Machine Gun Etiquette,

composed in 2005 by Jeff Carey and Bjørnar Habbestad, premiered May 13th at NuMusic, Stavanger. Later performed in Norway, Holland and Germany. The piece was comprised of three large form sections: (1) duo for notated acoustic flute with SuperCollider processing, (2) duo for amplified flute with live transformations and electro instrument (3) trio for transformed sampled flute and two live electro instruments.
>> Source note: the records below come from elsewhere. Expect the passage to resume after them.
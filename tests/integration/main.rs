//! Integration tests for the crawler
//!
//! These tests use wiremock to serve a small app catalog and drive the real
//! HTTP fetcher, scheduler and JSON-lines output end-to-end.

mod crawl_tests;
mod lookup_tests;

use market_crawler::config::Config;
use wiremock::MockServer;

/// Catalog base path served by the mock server
pub fn catalog_base(server: &MockServer) -> String {
    format!("{}/store/apps", server.uri())
}

/// Configuration crawling the mock catalog from its front page
pub fn test_config(server: &MockServer) -> Config {
    let mut config = Config::default();
    config.catalog.base_url = catalog_base(server);
    config.crawler.seed_url = format!("{}/", catalog_base(server));
    config.crawler.concurrency = 4;
    config.http.timeout_secs = 5;
    config
}

/// A detail page with a title, a price and the given outbound links
pub fn detail_page(name: &str, price: &str, links: &[&str]) -> String {
    let anchors: String = links
        .iter()
        .map(|href| format!(r#"<a href="{}">link</a>"#, href))
        .collect();

    format!(
        r#"<html><body><div class="apps details-page">
            <h1 class="doc-banner-title">{}</h1>
            <a class="doc-header-link" href="/developer?pub=Acme">Acme</a>
            <span class="buy-button-price">{}</span>
            {}
        </div></body></html>"#,
        name, price, anchors
    )
}

/// A page with only the given outbound links
pub fn link_page(banner: Option<&str>, links: &[&str]) -> String {
    let banner = banner
        .map(|text| format!(r#"<h1 class="page-banner-text">{}</h1>"#, text))
        .unwrap_or_default();
    let anchors: String = links
        .iter()
        .map(|href| format!(r#"<a href="{}">link</a>"#, href))
        .collect();

    format!("<html><body>{}{}</body></html>", banner, anchors)
}
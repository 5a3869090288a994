//! Page fetching
//!
//! The scheduler talks to the network only through the [`Fetch`] trait, so a
//! crawl can run against the live catalog ([`HttpFetcher`]) or an in-memory
//! page set in tests. Fetch outcomes are reduced to three cases:
//!
//! | Response | Result |
//! |----------|--------|
//! | 2xx | `Ok(body)` |
//! | 404 | `Err(FetchError::NotFound)` |
//! | other status, timeout, connect or body error | `Err(FetchError::Transient)` |
//!
//! There is no retry: a transient failure is counted and the URL abandoned.

use crate::config::{Config, HttpConfig};
use async_trait::async_trait;
use reqwest::header::{HeaderValue, COOKIE};
use reqwest::{redirect::Policy, Client, StatusCode};
use std::sync::Arc;
use std::time::Duration;
use thiserror::Error;

/// Maximum redirect hops followed for one request
const MAX_REDIRECTS: usize = 10;

/// Name of the session cookie that selects the result language
const LOCALE_COOKIE: &str = "hlSession2";

/// Why a page could not be fetched
#[derive(Debug, Error, Clone, PartialEq, Eq)]
pub enum FetchError {
    /// The page does not exist; expected for stale links and not a failure
    #[error("not found")]
    NotFound,

    /// Any other failure
    #[error("{0}")]
    Transient(String),
}

/// Source of page bodies
#[async_trait]
pub trait Fetch: Send + Sync {
    /// Fetches one page and returns its body as text
    async fn fetch(&self, url: &str) -> Result<String, FetchError>;
}

#[async_trait]
impl<T: Fetch + ?Sized> Fetch for Arc<T> {
    async fn fetch(&self, url: &str) -> Result<String, FetchError> {
        (**self).fetch(url).await
    }
}

/// Builds the HTTP client shared by every fetch of a crawl
pub fn build_http_client(config: &HttpConfig) -> Result<Client, reqwest::Error> {
    Client::builder()
        .user_agent(config.user_agent.as_str())
        .timeout(Duration::from_secs(config.timeout_secs))
        .connect_timeout(Duration::from_secs(config.connect_timeout_secs))
        .redirect(Policy::limited(MAX_REDIRECTS))
        .gzip(true)
        .brotli(true)
        .build()
}

/// Fetches catalog pages over HTTP with the locale cookie attached
#[derive(Debug, Clone)]
pub struct HttpFetcher {
    client: Client,
    locale_cookie: HeaderValue,
}

impl HttpFetcher {
    /// Creates a fetcher requesting results in `locale`
    pub fn new(config: &HttpConfig, locale: &str) -> Result<Self, crate::CrawlerError> {
        let locale_cookie = HeaderValue::from_str(&format!("{}={}", LOCALE_COOKIE, locale))
            .map_err(|_| {
                crate::ConfigError::Validation(format!("locale '{}' is not a valid cookie value", locale))
            })?;

        Ok(Self {
            client: build_http_client(config)?,
            locale_cookie,
        })
    }

    /// Creates a fetcher from the `[http]` and `[catalog]` config sections
    pub fn from_config(config: &Config) -> Result<Self, crate::CrawlerError> {
        Self::new(&config.http, &config.catalog.locale)
    }
}

#[async_trait]
impl Fetch for HttpFetcher {
    async fn fetch(&self, url: &str) -> Result<String, FetchError> {
        let response = self
            .client
            .get(url)
            .header(COOKIE, self.locale_cookie.clone())
            .send()
            .await
            .map_err(classify_error)?;

        let status = response.status();

        if status == StatusCode::NOT_FOUND {
            return Err(FetchError::NotFound);
        }

        if !status.is_success() {
            return Err(FetchError::Transient(format!("HTTP {}", status.as_u16())));
        }

        response.text().await.map_err(classify_error)
    }
}

fn classify_error(error: reqwest::Error) -> FetchError {
    if error.is_timeout() {
        FetchError::Transient("request timeout".to_string())
    } else if error.is_connect() {
        FetchError::Transient(format!("connection failed: {}", error))
    } else if error.is_redirect() {
        FetchError::Transient(format!("redirect error: {}", error))
    } else {
        FetchError::Transient(error.to_string())
    }
}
On the technical side, MGE included networked control over flute processing, paged transformation instrument with foot pedal controllers for flute and paged transformation and synthesis with mouse, keyboard, foot pedals and bank of four joysticks. Compositionally, the goal was to make a piece characterised by a progression of material and interactive development, starting out with the internal sound of the acoustic flute. The exploration of the technicalities and ‘administrative’ responsibilities of the piece coupled with the desire for interaction between two players led to developing a single instrument from two networked computers. Computer A was used for sampling and transforming flute sounds. Computer B, via network control, triggered various transformations to the flute signal chain and administered sample recording on computer A. Samples from computer A were also copied over the network for further processing on computer B.

Respirator,

composed in 2009 by Bjørnar Habbestad, premiered at Borealis 2010. A multi-layered interaction framework where each layer was associated with ‘musical behaviours’ or sections of a piece. A layer would have its own signal routing framework, where physical controls like foot pedals or computer keyboards would be redefined. Each layer, simultaneously running/sounding, allowed up to 4 series of transformations on any number of parallel transformations. Entry and exit of a layer would execute a collection of necessary functions: transformations to turn on or off, sample recording, muting of inputs, changes of mix settings or start/stop algorithmic functions etc.

Chop-Chop,

composed 2010 by Jeff Carey at Landmark, Bergen. Later performed at DNK in 2011 and in Baltimore 2012. A 16-channel surround sound piece for electro-instrument based on the development and transformation of a small collection of source sound synthesis materials—phase modulation and feedback based voices—with direct physical control over voices, transformations, signal routing and panning.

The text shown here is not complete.